Physical characteristics
- • location: Drina
- • coordinates: 43°30′42″N 18°46′34″E﻿ / ﻿43.51167°N 18.77611°E
- Length: 125 km (78 mi)
- Basin size: 1,237 km^{2} (478 sq mi)

Basin features
- Progression: Drina→ Sava→ Danube→ Black Sea

= Ćehotina =

The Ćehotina (Serbian Cyrillic: Ћеxотина, /sh/), also known as the Ćeotina, Ćotina or Čehotina, is a 125 km long river in Montenegro and Bosnia and Herzegovina. It is a right bank tributary of the Drina river.

== Course ==
The Ćehotina originates from the two streams in the Montenegrin region of Donji Kolašin, near the border with Serbia. It flows to the northwest, with many bends and curves, as it flows through the high, mountain region. The river almost has no settlements along its banks (except for the village of Vrulje), before it passes the eastern slopes of the Korijeni mountain and enters the Pljevaljska kotlina (Cyrillic: Пљеваљска котлина; Depression of Pljevlja). There, it flows through the Pljevlja coal basin and the city of Pljevlja itself, and continues to the region of Podgora, next to the villages of Radosavec, Židovići, Donja Brvenica and the small town of Gradac. The river flows between the region of Bukovica to the north and the northern tip of the Ljubišnja mountain and for a few kilometers forms the border between Serbia and Montenegro and Bosnia and Herzegovina. It continues next to the villages of Vikoč, Falovići, Godijeno and Brusina, before it empties into the Drina. The city of Foča is built at its confluence.

== Characteristics ==
The Ćehotina flows for 100 km in Montenegro, and 25 in Bosnia and Herzegovina.
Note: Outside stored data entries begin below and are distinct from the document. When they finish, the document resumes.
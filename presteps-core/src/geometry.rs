//! Basic geometric types for page coordinates

use serde::{Deserialize, Serialize};

/// Axis-aligned box in page user space, `(x0, y0)` lower-left and
/// `(x1, y1)` upper-right. Serialized as `[x0, y0, x1, y1]`.
#[derive(Debug, Clone, Copy, PartialEq, Serialize, Deserialize)]
#[serde(from = "[f64; 4]", into = "[f64; 4]")]
pub struct BoundingBox {
    pub x0: f64,
    pub y0: f64,
    pub x1: f64,
    pub y1: f64,
}

impl BoundingBox {
    /// Create a box from its corners as given
    pub fn new(x0: f64, y0: f64, x1: f64, y1: f64) -> Self {
        Self { x0, y0, x1, y1 }
    }

    /// Create a box from any two opposite corners
    pub fn from_corners(a: (f64, f64), b: (f64, f64)) -> Self {
        Self {
            x0: a.0.min(b.0),
            y0: a.1.min(b.1),
            x1: a.0.max(b.0),
            y1: a.1.max(b.1),
        }
    }

    /// Finite coordinates with strictly positive width and height
    pub fn is_valid(&self) -> bool {
        [self.x0, self.y0, self.x1, self.y1]
            .iter()
            .all(|v| v.is_finite())
            && self.x0 < self.x1
            && self.y0 < self.y1
    }

    pub fn width(&self) -> f64 {
        self.x1 - self.x0
    }

    pub fn height(&self) -> f64 {
        self.y1 - self.y0
    }

    pub fn area(&self) -> f64 {
        self.width() * self.height()
    }

    /// Smallest box containing both
    pub fn union(&self, other: &BoundingBox) -> BoundingBox {
        BoundingBox {
            x0: self.x0.min(other.x0),
            y0: self.y0.min(other.y0),
            x1: self.x1.max(other.x1),
            y1: self.y1.max(other.y1),
        }
    }

    /// Grow degenerate extents to at least `min` in each direction
    pub fn with_min_extent(mut self, min: f64) -> BoundingBox {
        if self.x1 - self.x0 < min {
            self.x1 = self.x0 + min;
        }
        if self.y1 - self.y0 < min {
            self.y1 = self.y0 + min;
        }
        self
    }

    /// Length of the shared x-interval, zero when disjoint
    pub fn horizontal_overlap(&self, other: &BoundingBox) -> f64 {
        (self.x1.min(other.x1) - self.x0.max(other.x0)).max(0.0)
    }

    /// Distance between the x-intervals, zero when they overlap
    pub fn horizontal_distance(&self, other: &BoundingBox) -> f64 {
        if self.horizontal_overlap(other) > 0.0 {
            0.0
        } else {
            (other.x0 - self.x1).max(self.x0 - other.x1).max(0.0)
        }
    }

    /// Vertical whitespace between `self` and a box below it. Negative
    /// when the boxes overlap vertically.
    pub fn gap_above(&self, below: &BoundingBox) -> f64 {
        self.y0 - below.y1
    }

    pub fn center_y(&self) -> f64 {
        (self.y0 + self.y1) / 2.0
    }

    pub fn to_array(&self) -> [f64; 4] {
        [self.x0, self.y0, self.x1, self.y1]
    }
}

impl From<[f64; 4]> for BoundingBox {
    fn from(v: [f64; 4]) -> Self {
        BoundingBox::new(v[0], v[1], v[2], v[3])
    }
}

impl From<BoundingBox> for [f64; 4] {
    fn from(b: BoundingBox) -> Self {
        b.to_array()
    }
}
It has no major tributaries, most important being the Voloder, which flows into the Ćehotina near Gradac.

The river has considerable hydroelectricity potential, but none of it is being used. It belongs to the Black Sea drainage basin, its own drainage area covers 1,237 km^{2}, and it's not navigable.

== In popular culture ==

Young Montenegrin band "Autogeni Trening" (Autogenic Training) have a song titled "Ćehotina".
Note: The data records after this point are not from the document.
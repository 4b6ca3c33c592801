//! Progress tracking for batch runs

use std::sync::atomic::{AtomicUsize, Ordering};
use std::time::{Duration, Instant};

/// Snapshot of a running batch
#[derive(Debug, Clone)]
pub struct ProgressInfo {
    pub total_jobs: usize,
    pub completed_jobs: usize,
    pub skipped_jobs: usize,
    pub failed_jobs: usize,
    pub cancelled_jobs: usize,
    pub running_jobs: usize,
    pub start_time: Instant,
    /// Finished jobs per second
    pub throughput: f64,
}

impl ProgressInfo {
    /// Jobs that reached a final state
    pub fn processed(&self) -> usize {
        self.completed_jobs + self.skipped_jobs + self.failed_jobs + self.cancelled_jobs
    }

    /// 0.0 - 100.0
    pub fn percentage(&self) -> f64 {
        if self.total_jobs == 0 {
            100.0
        } else {
            (self.processed() as f64 / self.total_jobs as f64) * 100.0
        }
    }

    pub fn is_complete(&self) -> bool {
        self.processed() >= self.total_jobs
    }

    pub fn elapsed(&self) -> Duration {
        self.start_time.elapsed()
    }

    pub fn estimated_remaining(&self) -> Option<Duration> {
        if self.processed() == 0 || self.throughput <= 0.0 {
            return None;
        }
        let remaining = self.total_jobs.saturating_sub(self.processed());
        Some(Duration::from_secs_f64(remaining as f64 / self.throughput))
    }

    pub fn format_progress(&self) -> String {
        format!(
            "{}/{} ({:.1}%) - {} running, {} skipped, {} failed",
            self.processed(),
            self.total_jobs,
            self.percentage(),
            self.running_jobs,
            self.skipped_jobs,
            self.failed_jobs
        )
    }
}

/// Shared counters updated by the workers
#[derive(Debug)]
pub struct BatchProgress {
    total_jobs: AtomicUsize,
    completed_jobs: AtomicUsize,
    skipped_jobs: AtomicUsize,
    failed_jobs: AtomicUsize,
    cancelled_jobs: AtomicUsize,
    running_jobs: AtomicUsize,
    start_time: Instant,
}

impl Default for BatchProgress {
    fn default() -> Self {
        Self::new()
    }
}

impl BatchProgress {
    pub fn new() -> Self {
        Self {
            total_jobs: AtomicUsize::new(0),
            completed_jobs: AtomicUsize::new(0),
            skipped_jobs: AtomicUsize::new(0),
            failed_jobs: AtomicUsize::new(0),
            cancelled_jobs: AtomicUsize::new(0),
            running_jobs: AtomicUsize::new(0),
            start_time: Instant::now(),
        }
    }

    pub fn add_job(&self) {
        self.total_jobs.fetch_add(1, Ordering::SeqCst);
    }

    pub fn start_job(&self) {
        self.running_jobs.fetch_add(1, Ordering::SeqCst);
    }

    pub fn complete_job(&self) {
        self.finish(&self.completed_jobs);
    }

    pub fn skip_job(&self) {
        self.finish(&self.skipped_jobs);
    }

    pub fn fail_job(&self) {
        self.finish(&self.failed_jobs);
    }

    /// A job that was never started
    pub fn cancel_job(&self) {
        self.cancelled_jobs.fetch_add(1, Ordering::SeqCst);
    }

    fn finish(&self, counter: &AtomicUsize) {
        self.running_jobs.fetch_sub(1, Ordering::SeqCst);
        counter.fetch_add(1, Ordering::SeqCst);
    }

    pub fn get_info(&self) -> ProgressInfo {
        let completed_jobs = self.completed_jobs.load(Ordering::SeqCst);
        let skipped_jobs = self.skipped_jobs.load(Ordering::SeqCst);
        let failed_jobs = self.failed_jobs.load(Ordering::SeqCst);

        let elapsed = self.start_time.elapsed().as_secs_f64();
        let finished = completed_jobs + skipped_jobs + failed_jobs;
        let throughput = if elapsed > 0.0 {
            finished as f64 / elapsed
        } else {
            0.0
        };

        ProgressInfo {
            total_jobs: self.total_jobs.load(Ordering::SeqCst),
            completed_jobs,
            skipped_jobs,
            failed_jobs,
            cancelled_jobs: self.cancelled_jobs.load(Ordering::SeqCst),
            running_jobs: self.running_jobs.load(Ordering::SeqCst),
            start_time: self.start_time,
            throughput,
        }
    }
}

/// Receives progress snapshots while a batch runs
pub trait ProgressCallback: Send + Sync {
    fn on_progress(&self, info: &ProgressInfo);
}

impl<F> ProgressCallback for F
where
    F: Fn(&ProgressInfo) + Send + Sync,
{
    fn on_progress(&self, info: &ProgressInfo) {
        self(info)
    }
}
One of the most beautiful sevdalinka (type of folk song in Bosnia and Herzegovina) is "Dvije su se vode zavadile" ("Two rivers have a quarrel"). In that song the river Ćehotina and the river Drina, who converge in the center of the city of Foča, are presented as two human females who conduct a dispute about which one is the prouder one. After the river Ćehotina criticizes Drina's pride as unjustified because it is the river Ćehotina that is able to flood half of Foča, the river Drina replies that the Ćehotina shall just wait until tomorrow at noon when the Drina intends to flood the city of Foča, taking with it the palace of Aladža and the beautiful girl that lives therein. The most famous interpretation is sung by sevdah singer Zehra Deović who is herself a native of the city of Foča. Another notable interpretation is sung by Zaim Imamović who is also a famous Bosnian sevdah singer.